Eröffnung 2016 mit den „Artistokraten“ im Lustgarten.
© Kulturprojekte Berlin GmbH, Foto: Hanna Belz

Vor zwanzig Jahren, im Februar 1997, wurde die Lange Nacht der Museen, die Mutter aller langen Nächte, in Berlin erfunden. Mit der Museumsnacht, in der Museen im gesamten Stadtgebiet bis weit nach Mitternacht ihre Türen für Besucher öffnen und sie zu besonderen Events, Führungen und Aktionen einladen, wurde ein Veranstaltungsformat aus der Taufe gehoben, das seither deutschland- und weltweit kopiert wurde: von Paris, London, Madrid, Brüssel über Belgrad, Bratislava, Prag bis Buenos Aires. Bei der Premiere im Jahr 1997 waren 18 Berliner Museen beteiligt, im Jubiläumsjahr, am 19. August 2017, sind es rund 80 Häuser und 800 Veranstaltungen, die mit nur einem einzigen Ticket besucht werden können.

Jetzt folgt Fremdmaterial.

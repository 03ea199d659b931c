//! CLI output formatting.
//!
//! Output is **image-centric**: each line leads with the file it is about,
//! followed by indented detail lines.
//!
//! # Output Format
//!
//! ## Info
//!
//! ```text
//! photo.png
//!     Size: 640x480
//!     Channels: 4 (rgba)
//! ```
//!
//! ## Batch (watermark)
//!
//! ```text
//! 001 beach.jpg → out/beach.jpg (1920x1080)
//! 002 broken.jpg
//!     Error: Load failed: ...
//!
//! Watermarked 1 image, 1 failed
//! ```
//!
//! # Architecture
//!
//! Each command has a `format_*` function (returns `Vec<String>`) for
//! testability and a `print_*` wrapper that writes to stdout. Format
//! functions are pure: no I/O, no side effects.

use crate::imaging::StatsSnapshot;
use serde::Serialize;
use std::path::{Path, PathBuf};

/// Format a 1-based positional index as 3-digit zero-padded.
fn format_index(pos: usize) -> String {
    format!("{:0>3}", pos)
}

fn file_name(path: &Path) -> String {
    path.file_name()
        .map(|f| f.to_string_lossy().into_owned())
        .unwrap_or_else(|| path.display().to_string())
}

fn layout_name(channels: u8) -> &'static str {
    match channels {
        1 => "gray",
        2 => "gray+alpha",
        3 => "rgb",
        4 => "rgba",
        _ => "unknown",
    }
}

fn plural(n: usize, word: &str) -> String {
    if n == 1 {
        format!("{n} {word}")
    } else {
        format!("{n} {word}s")
    }
}

/// Dimensions and layout of one image, as shown by `info`.
#[derive(Debug, Clone, PartialEq, Eq, Serialize)]
pub struct ImageSummary {
    pub path: PathBuf,
    pub width: u32,
    pub height: u32,
    pub channels: u8,
}

pub fn format_info(summary: &ImageSummary) -> Vec<String> {
    vec![
        file_name(&summary.path),
        format!("    Size: {}x{}", summary.width, summary.height),
        format!(
            "    Channels: {} ({})",
            summary.channels,
            layout_name(summary.channels)
        ),
    ]
}

pub fn print_info(summary: &ImageSummary) {
    for line in format_info(summary) {
        println!("{}", line);
    }
}

/// Machine-readable `info` output: one JSON array for all inputs.
pub fn format_info_json(summaries: &[ImageSummary]) -> serde_json::Result<String> {
    serde_json::to_string_pretty(summaries)
}

/// One line for a single written output.
pub fn format_written(output: &Path, width: u32, height: u32) -> String {
    format!("{} ({}x{})", output.display(), width, height)
}

/// Result of one input in a batch command.
#[derive(Debug, Clone, PartialEq, Eq)]
pub enum BatchOutcome {
    Written {
        output: PathBuf,
        width: u32,
        height: u32,
    },
    Failed(String),
}

/// Format batch results in input order, followed by a summary line.
pub fn format_batch(verb: &str, results: &[(PathBuf, BatchOutcome)]) -> Vec<String> {
    let mut lines = Vec::new();
    let mut failed = 0;
    for (i, (input, outcome)) in results.iter().enumerate() {
        match outcome {
            BatchOutcome::Written {
                output,
                width,
                height,
            } => lines.push(format!(
                "{} {} → {}",
                format_index(i + 1),
                file_name(input),
                format_written(output, *width, *height)
            )),
            BatchOutcome::Failed(error) => {
                failed += 1;
                lines.push(format!("{} {}", format_index(i + 1), file_name(input)));
                lines.push(format!("    Error: {}", error));
            }
        }
    }
    lines.push(String::new());
    let written = results.len() - failed;
    let mut summary = format!("{} {}", verb, plural(written, "image"));
    if failed > 0 {
        summary.push_str(&format!(", {} failed", failed));
    }
    lines.push(summary);
    lines
}

pub fn print_batch(verb: &str, results: &[(PathBuf, BatchOutcome)]) {
    for line in format_batch(verb, results) {
        println!("{}", line);
    }
}

/// Native handle counters, shown with `--stats`.
pub fn format_stats(stats: &StatsSnapshot) -> Vec<String> {
    vec![
        "Engine handles".to_string(),
        format!(
            "    geometry: {} created, {} released",
            stats.geometry_created, stats.geometry_released
        ),
        format!(
            "    typography: {} created, {} released",
            stats.typography_created, stats.typography_released
        ),
        format!("    conversions: {}", stats.conversions),
    ]
}

pub fn print_stats(stats: &StatsSnapshot) {
    for line in format_stats(stats) {
        eprintln!("{}", line);
    }
}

Ab sofort sind Tickets für die Lange Nacht der Museen online und bei allen beteiligten Museen, in den Berlin Tourist Infos, in den Servicecentern und an den Automaten von S-Bahn und BVG erhältlich.

Eröffnet wird die Lange Nacht am 19. August um 18 Uhr von Berlins Regierendem Bürgermeister Michael Müller im Lustgarten vor dem Alten Museum. Passend zum Jubiläumsjahr steht die diesjährige Lange Nacht unter dem Motto „Made in Berlin“. Im Mittelpunkt des Programms stehen berühmte Berliner Persönlichkeiten, Kunstwerke und Erfindungen – von Karl Friedrich Schinkel bis Käthe Kollwitz, von Marlene Dietrich bis Uli Richter, von KPM bis Currywurst.

Die Lange Nacht der Museen ist Höhepunkt des MuseumsSommers, der 2017 zum dritten Mal zu Open-Air-Veranstaltungen in ganz Berlin einlädt. Für Cineasten gibt es eine Open-Air-Filmreihe mit Künstlerporträts im schönen Hof des Podewil in Berlin-Mitte.